■ **What needs to be done**
Write out all of the records, keeping each one exactly as written.
---------- Provided data
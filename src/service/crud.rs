//! Read and write paths of one table: validate, store, link, fetch, project.

use crate::config::{FieldType, SchemaRegistry, TableDescriptor};
use crate::entity::Entity;
use crate::error::AppError;
use crate::service::fetch::FetchEngine;
use crate::service::many::ManyToManyMutator;
use crate::service::projection::project;
use crate::service::validation::ValueValidator;
use crate::store::{Record, Store};
use serde_json::{Map, Value};
use std::sync::Arc;

pub struct EntityService<'a> {
    store: &'a dyn Store,
    registry: &'a SchemaRegistry,
}

impl<'a> EntityService<'a> {
    pub fn new(store: &'a dyn Store, registry: &'a SchemaRegistry) -> Self {
        EntityService { store, registry }
    }

    fn table(&self, name: &str) -> Result<Arc<TableDescriptor>, AppError> {
        Ok(Arc::clone(self.registry.require(name)?))
    }

    /// Every row, each fetched with the table's default policy and projected.
    pub async fn list(&self, table: &str) -> Result<Vec<Map<String, Value>>, AppError> {
        let desc = self.table(table)?;
        let engine = FetchEngine::new(self.store, self.registry);
        let rows = self.store.find_all(table).await?;
        let mut out = Vec::with_capacity(rows.len());
        for row in rows {
            let entity = engine
                .fetch(Entity::new(Arc::clone(&desc), row), &desc.api.fetchable)
                .await?;
            out.push(project(&entity));
        }
        Ok(out)
    }

    pub async fn read(&self, table: &str, id: &Value) -> Result<Map<String, Value>, AppError> {
        let desc = self.table(table)?;
        let row = self.find(&desc, id).await?;
        let entity = FetchEngine::new(self.store, self.registry)
            .fetch(Entity::new(Arc::clone(&desc), row), &desc.api.fetchable)
            .await?;
        Ok(project(&entity))
    }

    /// Validate, insert the fillable inputs (defaults and generated key
    /// filled in), then rewrite many-to-many links.
    pub async fn create(&self, table: &str, inputs: &Record) -> Result<Map<String, Value>, AppError> {
        let desc = self.table(table)?;
        let violations = ValueValidator::new(self.store, self.registry)
            .validate(&desc, inputs, false)
            .await?;
        if !violations.is_empty() {
            return Err(AppError::Validation(violations));
        }

        let mut data = Record::new();
        for field in &desc.fields {
            if field.is_primary() && field.field_type == FieldType::Uuid {
                data.insert(field.name.clone(), Value::String(uuid::Uuid::new_v4().to_string()));
            } else if desc.fillable.contains(&field.name) {
                match (inputs.get(&field.name), &field.default) {
                    (Some(v), _) => {
                        data.insert(field.name.clone(), v.clone());
                    }
                    (None, Some(default)) => {
                        data.insert(field.name.clone(), default.clone());
                    }
                    (None, None) => {}
                }
            }
        }

        let record = self.store.insert(table, &data).await?;
        tracing::info!(table = %table, "created");
        let mut entity = Entity::new(Arc::clone(&desc), record);
        ManyToManyMutator::new(self.store, self.registry)
            .reconcile(&mut entity, inputs)
            .await?;
        if desc.api.fetch_on_store {
            entity = FetchEngine::new(self.store, self.registry)
                .fetch(entity, &desc.api.fetchable)
                .await?;
        }
        Ok(project(&entity))
    }

    /// Validate as an update, write the fillable inputs present, then rewrite
    /// many-to-many links.
    pub async fn update(&self, table: &str, id: &Value, inputs: &Record) -> Result<Map<String, Value>, AppError> {
        let desc = self.table(table)?;
        let violations = ValueValidator::new(self.store, self.registry)
            .validate(&desc, inputs, true)
            .await?;
        if !violations.is_empty() {
            return Err(AppError::Validation(violations));
        }
        let mut record = self.find(&desc, id).await?;

        let changes: Record = desc
            .fillable_fields()
            .filter(|f| !f.is_primary())
            .filter_map(|f| inputs.get(&f.name).map(|v| (f.name.clone(), v.clone())))
            .collect();
        self.store
            .update_by_predicate(table, desc.primary_key(), id, &changes)
            .await?;
        tracing::info!(table = %table, fields = changes.len(), "updated");
        record.extend(changes);

        let mut entity = Entity::new(Arc::clone(&desc), record);
        ManyToManyMutator::new(self.store, self.registry)
            .reconcile(&mut entity, inputs)
            .await?;
        if desc.api.fetch_on_update {
            entity = FetchEngine::new(self.store, self.registry)
                .fetch(entity, &desc.api.fetchable)
                .await?;
        }
        Ok(project(&entity))
    }

    pub async fn delete(&self, table: &str, id: &Value) -> Result<(), AppError> {
        let desc = self.table(table)?;
        self.find(&desc, id).await?;
        self.store
            .delete_by_predicate(table, desc.primary_key(), id)
            .await?;
        tracing::info!(table = %table, id = %id, "deleted");
        Ok(())
    }

    async fn find(&self, desc: &TableDescriptor, id: &Value) -> Result<Record, AppError> {
        self.store
            .find_by_predicate(&desc.name, desc.primary_key(), id)
            .await?
            .ok_or_else(|| AppError::NotFound(format!("{} {}", desc.name, id)))
    }
}

#[cfg(test)]
mod tests {
    use super::*;
    use crate::config::load_from_str;
    use crate::store::MemoryStore;
    use serde_json::json;

    fn setup() -> (SchemaRegistry, MemoryStore) {
        let load = load_from_str(
            &json!({ "tables": {
                "users": {
                    "fields": {
                        "id": "uuid|primary",
                        "name": "string|required|min:2",
                        "role": "string|default:member",
                        "password": "string|omit",
                        "groups": "many-to-many:groups"
                    },
                    "api": { "fetchOnStore": true }
                },
                "groups": { "fields": { "id": "increments", "title": "string" } }
            } })
            .to_string(),
        )
        .unwrap();
        assert!(load.is_clean(), "{:?}", load.failures);
        let store = MemoryStore::from_registry(&load.registry);
        (load.registry, store)
    }

    fn rec(v: Value) -> Record {
        match v {
            Value::Object(m) => m,
            _ => Record::new(),
        }
    }

    #[tokio::test]
    async fn create_fills_key_defaults_and_links() {
        let (registry, store) = setup();
        store.seed("groups", [rec(json!({ "id": 1, "title": "admins" }))]).unwrap();
        let service = EntityService::new(&store, &registry);

        let out = service
            .create("users", &rec(json!({ "name": "ann", "password": "pw", "groups": [1], "bogus": true })))
            .await
            .unwrap();
        let id = out["id"].as_str().unwrap();
        assert!(uuid::Uuid::parse_str(id).is_ok());
        assert_eq!(out["role"], json!("member"));
        assert_eq!(out["groups"], json!([{ "id": 1, "title": "admins" }]));
        assert!(!out.contains_key("password"));
        assert!(!store.rows("users")[0].contains_key("bogus"));
        assert_eq!(store.rows("users_groups_link").len(), 1);
    }

    #[tokio::test]
    async fn create_rejects_violations() {
        let (registry, store) = setup();
        let service = EntityService::new(&store, &registry);
        let err = service.create("users", &rec(json!({ "name": "a" }))).await.unwrap_err();
        match err {
            AppError::Validation(v) => assert_eq!(v[0].kind.tag(), "error-minimum-value"),
            other => panic!("unexpected {other:?}"),
        }
        assert!(store.rows("users").is_empty());
    }

    #[tokio::test]
    async fn update_read_delete() {
        let (registry, store) = setup();
        let service = EntityService::new(&store, &registry);
        let created = service.create("users", &rec(json!({ "name": "ann" }))).await.unwrap();
        let id = created["id"].clone();

        let updated = service
            .update("users", &id, &rec(json!({ "name": "anna", "id": "ignored" })))
            .await
            .unwrap();
        assert_eq!(updated["name"], json!("anna"));
        assert_eq!(updated["id"], id);

        let read = service.read("users", &id).await.unwrap();
        assert_eq!(read["name"], json!("anna"));
        assert_eq!(read["groups"], json!([]));
        assert_eq!(service.list("users").await.unwrap().len(), 1);

        service.delete("users", &id).await.unwrap();
        assert!(matches!(service.read("users", &id).await, Err(AppError::NotFound(_))));
        assert!(matches!(service.delete("users", &id).await, Err(AppError::NotFound(_))));
    }
}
--------------------
■ **Result of the task**
filename src/service/crud.rs
//! Read and write paths of one table: validate, store, link, fetch, project.

use crate::config::{FieldType, SchemaRegistry, TableDescriptor};
use crate::entity::Entity;
use crate::error::AppError;
use crate::service::fetch::FetchEngine;
use crate::service::many::ManyToManyMutator;
use crate::service::projection::project;
use crate::service::validation::ValueValidator;
use crate::store::{Record, Store};
use serde_json::{Map, Value};
use std::sync::Arc;

pub struct EntityService<'a> {
    store: &'a dyn Store,
    registry: &'a SchemaRegistry,
}

impl<'a> EntityService<'a> {
    pub fn new(store: &'a dyn Store, registry: &'a SchemaRegistry) -> Self {
        EntityService { store, registry }
    }

    fn table(&self, name: &str) -> Result<Arc<TableDescriptor>, AppError> {
        Ok(Arc::clone(self.registry.require(name)?))
    }

    /// Every row, each fetched with the table's default policy and projected.
    pub async fn list(&self, table: &str) -> Result<Vec<Map<String, Value>>, AppError> {
        let desc = self.table(table)?;
        let engine = FetchEngine::new(self.store, self.registry);
        let rows = self.store.find_all(table).await?;
        let mut out = Vec::with_capacity(rows.len());
        for row in rows {
            let entity = engine
                .fetch(Entity::new(Arc::clone(&desc), row), &desc.api.fetchable)
                .await?;
            out.push(project(&entity));
        }
        Ok(out)
    }

    pub async fn read(&self, table: &str, id: &Value) -> Result<Map<String, Value>, AppError> {
        let desc = self.table(table)?;
        let row = self.find(&desc, id).await?;
        let entity = FetchEngine::new(self.store, self.registry)
            .fetch(Entity::new(Arc::clone(&desc), row), &desc.api.fetchable)
            .await?;
        Ok(project(&entity))
    }

    /// Validate, insert the fillable inputs (defaults and generated key
    /// filled in), then rewrite many-to-many links.
    pub async fn create(&self, table: &str, inputs: &Record) -> Result<Map<String, Value>, AppError> {
        let desc = self.table(table)?;
        let violations = ValueValidator::new(self.store, self.registry)
            .validate(&desc, inputs, false)
            .await?;
        if !violations.is_empty() {
            return Err(AppError::Validation(violations));
        }

        let mut data = Record::new();
        for field in &desc.fields {
            if field.is_primary() && field.field_type == FieldType::Uuid {
                data.insert(field.name.clone(), Value::String(uuid::Uuid::new_v4().to_string()));
            } else if desc.fillable.contains(&field.name) {
                match (inputs.get(&field.name), &field.default) {
                    (Some(v), _) => {
                        data.insert(field.name.clone(), v.clone());
                    }
                    (None, Some(default)) => {
                        data.insert(field.name.clone(), default.clone());
                    }
                    (None, None) => {}
                }
            }
        }

        let record = self.store.insert(table, &data).await?;
        tracing::info!(table = %table, "created");
        let mut entity = Entity::new(Arc::clone(&desc), record);
        ManyToManyMutator::new(self.store, self.registry)
            .reconcile(&mut entity, inputs)
            .await?;
        if desc.api.fetch_on_store {
            entity = FetchEngine::new(self.store, self.registry)
                .fetch(entity, &desc.api.fetchable)
                .await?;
        }
        Ok(project(&entity))
    }

    /// Validate as an update, write the fillable inputs present, then rewrite
    /// many-to-many links.
    pub async fn update(&self, table: &str, id: &Value, inputs: &Record) -> Result<Map<String, Value>, AppError> {
        let desc = self.table(table)?;
        let violations = ValueValidator::new(self.store, self.registry)
            .validate(&desc, inputs, true)
            .await?;
        if !violations.is_empty() {
            return Err(AppError::Validation(violations));
        }
        let mut record = self.find(&desc, id).await?;

        let changes: Record = desc
            .fillable_fields()
            .filter(|f| !f.is_primary())
            .filter_map(|f| inputs.get(&f.name).map(|v| (f.name.clone(), v.clone())))
            .collect();
        self.store
            .update_by_predicate(table, desc.primary_key(), id, &changes)
            .await?;
        tracing::info!(table = %table, fields = changes.len(), "updated");
        record.extend(changes);

        let mut entity = Entity::new(Arc::clone(&desc), record);
        ManyToManyMutator::new(self.store, self.registry)
            .reconcile(&mut entity, inputs)
            .await?;
        if desc.api.fetch_on_update {
            entity = FetchEngine::new(self.store, self.registry)
                .fetch(entity, &desc.api.fetchable)
                .await?;
        }
        Ok(project(&entity))
    }

    pub async fn delete(&self, table: &str, id: &Value) -> Result<(), AppError> {
        let desc = self.table(table)?;
        self.find(&desc, id).await?;
        self.store
            .delete_by_predicate(table, desc.primary_key(), id)
            .await?;
        tracing::info!(table = %table, id = %id, "deleted");
        Ok(())
    }

    async fn find(&self, desc: &TableDescriptor, id: &Value) -> Result<Record, AppError> {
        self.store
            .find_by_predicate(&desc.name, desc.primary_key(), id)
            .await?
            .ok_or_else(|| AppError::NotFound(format!("{} {}", desc.name, id)))
    }
}

#[cfg(test)]
mod tests {
    use super::*;
    use crate::config::load_from_str;
    use crate::store::MemoryStore;
    use serde_json::json;

    fn setup() -> (SchemaRegistry, MemoryStore) {
        let load = load_from_str(
            &json!({ "tables": {
                "users": {
                    "fields": {
                        "id": "uuid|primary",
                        "name": "string|required|min:2",
                        "role": "string|default:member",
                        "password": "string|omit",
                        "groups": "many-to-many:groups"
                    },
                    "api": { "fetchOnStore": true }
                },
                "groups": { "fields": { "id": "increments", "title": "string" } }
            } })
            .to_string(),
        )
        .unwrap();
        assert!(load.is_clean(), "{:?}", load.failures);
        let store = MemoryStore::from_registry(&load.registry);
        (load.registry, store)
    }

    fn rec(v: Value) -> Record {
        match v {
            Value::Object(m) => m,
            _ => Record::new(),
        }
    }

    #[tokio::test]
    async fn create_fills_key_defaults_and_links() {
        let (registry, store) = setup();
        store.seed("groups", [rec(json!({ "id": 1, "title": "admins" }))]).unwrap();
        let service = EntityService::new(&store, &registry);

        let out = service
            .create("users", &rec(json!({ "name": "ann", "password": "pw", "groups": [1], "bogus": true })))
            .await
            .unwrap();
        let id = out["id"].as_str().unwrap();
        assert!(uuid::Uuid::parse_str(id).is_ok());
        assert_eq!(out["role"], json!("member"));
        assert_eq!(out["groups"], json!([{ "id": 1, "title": "admins" }]));
        assert!(!out.contains_key("password"));
        assert!(!store.rows("users")[0].contains_key("bogus"));
        assert_eq!(store.rows("users_groups_link").len(), 1);
    }

    #[tokio::test]
    async fn create_rejects_violations() {
        let (registry, store) = setup();
        let service = EntityService::new(&store, &registry);
        let err = service.create("users", &rec(json!({ "name": "a" }))).await.unwrap_err();
        match err {
            AppError::Validation(v) => assert_eq!(v[0].kind.tag(), "error-minimum-value"),
            other => panic!("unexpected {other:?}"),
        }
        assert!(store.rows("users").is_empty());
    }

    #[tokio::test]
    async fn update_read_delete() {
        let (registry, store) = setup();
        let service = EntityService::new(&store, &registry);
        let created = service.create("users", &rec(json!({ "name": "ann" }))).await.unwrap();
        let id = created["id"].clone();

        let updated = service
            .update("users", &id, &rec(json!({ "name": "anna", "id": "ignored" })))
            .await
            .unwrap();
        assert_eq!(updated["name"], json!("anna"));
        assert_eq!(updated["id"], id);

        let read = service.read("users", &id).await.unwrap();
        assert_eq!(read["name"], json!("anna"));
        assert_eq!(read["groups"], json!([]));
        assert_eq!(service.list("users").await.unwrap().len(), 1);

        service.delete("users", &id).await.unwrap();
        assert!(matches!(service.read("users", &id).await, Err(AppError::NotFound(_))));
        assert!(matches!(service.delete("users", &id).await, Err(AppError::NotFound(_))));
    }
}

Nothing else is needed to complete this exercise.